Estava de joelhos, ao todo me
entregava, estava ajoelhado, diante de ti me abaixava, estava viciado em
seus sorrisos, entorpecido em seus abraços e com abstinência dos seus
beijos que ainda não existiam.
Eu estava diante da porta ou
procurava uma, mas para quem está com os passos perdidos os muros se
erguiam, mas para quem em prantos descia os murros já vinham, uma surra
de realidade, nada doce, mas a mais pura realidade para o meu sonhar.
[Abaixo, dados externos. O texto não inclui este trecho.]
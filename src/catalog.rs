//! Static catalog of searchable park locations
//!
//! The catalog is human-curated and loaded once at process start. Hit
//! annotation and prompt rendering both key off it, so every park id that
//! appears downstream is guaranteed to resolve here.

use serde::Serialize;

/// A geographic point (WGS84)
#[derive(Debug, Clone, Copy, PartialEq, Serialize)]
pub struct GeoPoint {
    pub lat: f64,
    pub lon: f64,
}

/// One catalog entry
#[derive(Debug, Clone, Serialize)]
pub struct Park {
    /// Stable identifier, e.g. `arches_national_park`
    pub id: String,
    /// Anchor coordinates used for geo-filtered search
    pub coordinates: GeoPoint,
    /// US state the park sits in
    pub region: String,
}

impl Park {
    fn new(id: &str, lat: f64, lon: f64, region: &str) -> Self {
        Self {
            id: id.to_string(),
            coordinates: GeoPoint { lat, lon },
            region: region.to_string(),
        }
    }

    /// Human-readable name derived from the id: `arches_national_park`
    /// becomes `Arches National Park`.
    pub fn display_name(&self) -> String {
        self.id
            .split('_')
            .map(|word| {
                let mut chars = word.chars();
                match chars.next() {
                    Some(first) => first.to_uppercase().collect::<String>() + chars.as_str(),
                    None => String::new(),
                }
            })
            .collect::<Vec<_>>()
            .join(" ")
    }
}

/// The full park catalog, in insertion order
#[derive(Debug, Clone)]
pub struct ParkCatalog {
    parks: Vec<Park>,
}

impl ParkCatalog {
    /// Build the built-in catalog
    pub fn builtin() -> Self {
        Self {
            parks: vec![
                Park::new("mt_rainier_national_park", 46.8523, -121.7603, "Washington"),
                Park::new("crater_lake_national_park", 42.8684, -122.1685, "Oregon"),
                Park::new("death_valley_national_park", 36.5054, -117.0794, "California"),
                Park::new("grand_canyon_national_park", 36.0544, -112.1401, "Arizona"),
                Park::new("arches_national_park", 38.7331, -109.5925, "Utah"),
                Park::new("grand_teton_national_park", 43.7904, -110.6818, "Wyoming"),
                Park::new("yellowstone_national_park", 44.4280, -110.5885, "Wyoming"),
                Park::new("katmai_national_park", 58.5969, -155.0063, "Alaska"),
                Park::new(
                    "great_smoky_mountains_national_park",
                    35.6118,
                    -83.4895,
                    "Tennessee",
                ),
                Park::new("antietam_national_battlefield", 39.4751, -77.7411, "Maryland"),
                Park::new("canyonlands_national_park", 38.2619, -109.8782, "Utah"),
            ],
        }
    }

    /// Build a catalog from explicit entries (tests, alternate deployments)
    pub fn from_parks(parks: Vec<Park>) -> Self {
        Self { parks }
    }

    /// Look up a park by id
    pub fn get(&self, id: &str) -> Option<&Park> {
        self.parks.iter().find(|p| p.id == id)
    }

    /// All parks, in catalog order
    pub fn parks(&self) -> &[Park] {
        &self.parks
    }

    /// All park ids, in catalog order
    pub fn ids(&self) -> Vec<String> {
        self.parks.iter().map(|p| p.id.clone()).collect()
    }

    /// Parks in a given region (case-insensitive)
    pub fn in_region(&self, region: &str) -> Vec<&Park> {
        self.parks
            .iter()
            .filter(|p| p.region.eq_ignore_ascii_case(region))
            .collect()
    }

    /// Number of catalog entries
    pub fn len(&self) -> usize {
        self.parks.len()
    }

    pub fn is_empty(&self) -> bool {
        self.parks.is_empty()
    }

    /// Render the catalog for the extraction prompt, one park per line:
    /// `- Arches National Park: Utah (Lat: 38.7331, Lon: -109.5925)`
    pub fn format_for_prompt(&self) -> String {
        self.parks
            .iter()
            .map(|p| {
                format!(
                    "- {}: {} (Lat: {}, Lon: {})",
                    p.display_name(),
                    p.region,
                    p.coordinates.lat,
                    p.coordinates.lon
                )
            })
            .collect::<Vec<_>>()
            .join("\n")
    }
}

impl Default for ParkCatalog {
    fn default() -> Self {
        Self::builtin()
    }
}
Os nãos secos que se sucediam, os vazios, espaços do tempo que tanto
corria, estava em dependência da sua companhia, mas sempre na rua,
sempre no mundo, sempre na vida de cego pra guia, de qualquer forma,
você nunca me via.
Estava me apagando vendo-te junta a outras
companhias, pessoas vazias, pessoas mentira, pessoas que te rondavam e
me deixavam caído dia após dia.
Eu não pude me entregar a isso,
eu tive os melhores sorrisos, eu tive a sua luz para mim, eu queria
seguir pelo túnel da minha esperança, eu queria viver a vida te tendo
"minha" criança, eu não pude me entregar, já estava acostumado a
apanhar, então não importava mais o número de socos a me acertar, dei
pontapés nos baldes para seguir sem me importar com os padrões.
O
impossível estava diante de mim, todo nunca que eu ouvia, cada vez mais
queria mover meus pés, cada vez mais 0,1% de chance eu queria, era
minha luta de cada dia, o impossível estava a um passo, mas como dar
esse passo eu não via.
Foi entre tropeços e tropeços, guerras
internas, abraços seus com uma paixão próxima a materna que pude seguir
tentando, a felicidade que me dividia. Estava feliz, mas não o tanto que
queria, te via sorrindo, mas não o bastante para um dia.
Eu não
achava a minha porta, mas eu queria estar além, atirei pedras em sua
janela, onde podia estar contigo eu corria, enxugava suas lágrimas
sempre que podia, fosse como fosse queria seu sorriso de cada dia, me
sentia como Lúcifer queimando no fogo de sua paixão pela perfeição, me
sentia tão egoísta, mas de um bem imenso todo dia..
Com o passar
do tempo te entreguei tudo que de momento podia, te ver chorar em mim um
tanto doía, você me acendia e me apagava todo dia, eu vi que estava me
esquecendo do passo, eu vi que estava sem tentar, eu me vi parado no
tempo, congelado diante do meu anjo sem saber como voar, não quis aparar
suas asas, mas lutei para me levantar.
Quem disse que era pra
frente que eu tinha que caminhar? Talvez só precisasse olhar melhor de
um passo atrás, talvez seus gritos não fosse escutar, talvez seu sorriso
não pudesse ver dali, mas tinha que tentar.
Com um passo atrás
vi a chave do meu tesouro aparecer, "Eu quero você comigo" era como ele
me chamava, a carência de tanto tempo, a esperança que se renovava,
estava cansado, descansei por algum tempo, mas no fundo já sabia que era
hora de uma porta atravessar.
A porta que estava diante de mim,
mas não podia entrar, tinha que esperar meu direito divino para
atravessar e ali estava. Passos cuidadosos "você está diante de tudo o
que lutou, agora não é hora para se abaixar, agora não é momento de
tropeçar". Minhas pernas tremeram mas sabia que com passos firmes tinha
que caminhar.
O 0,1% chegou, aqui! aqui está! O infinito da
probabilidade de poder realizar, meu anjo se abaixou para me ensinar
como voar, meu anjo me reconheceu e me deu asas para voar.
Minhas
feridas se curaram, a chave para tudo que eu queria era somente o
esperar, a calma que não tinha e o passo imenso que queria dar, era só
esperar o nevoeiro passar, o vento levou os males e me trouxe para
ficar, a minha cura, meu vicio, meu doce afogar e cair no amor para me
salvar.
O caminho que encontrei é por onde eu quero caminhar,
tenho ainda passos para dar, os beijos ainda são sonhos mas os vejo tão
perto de me alcançar, seu sorriso está desde a manhã e meu desejo já se
estende além do sonhar... Hoje eu acordo com os anjos e já me perco da
lucidez, sem saber se estou nos sonhos ou a realizar.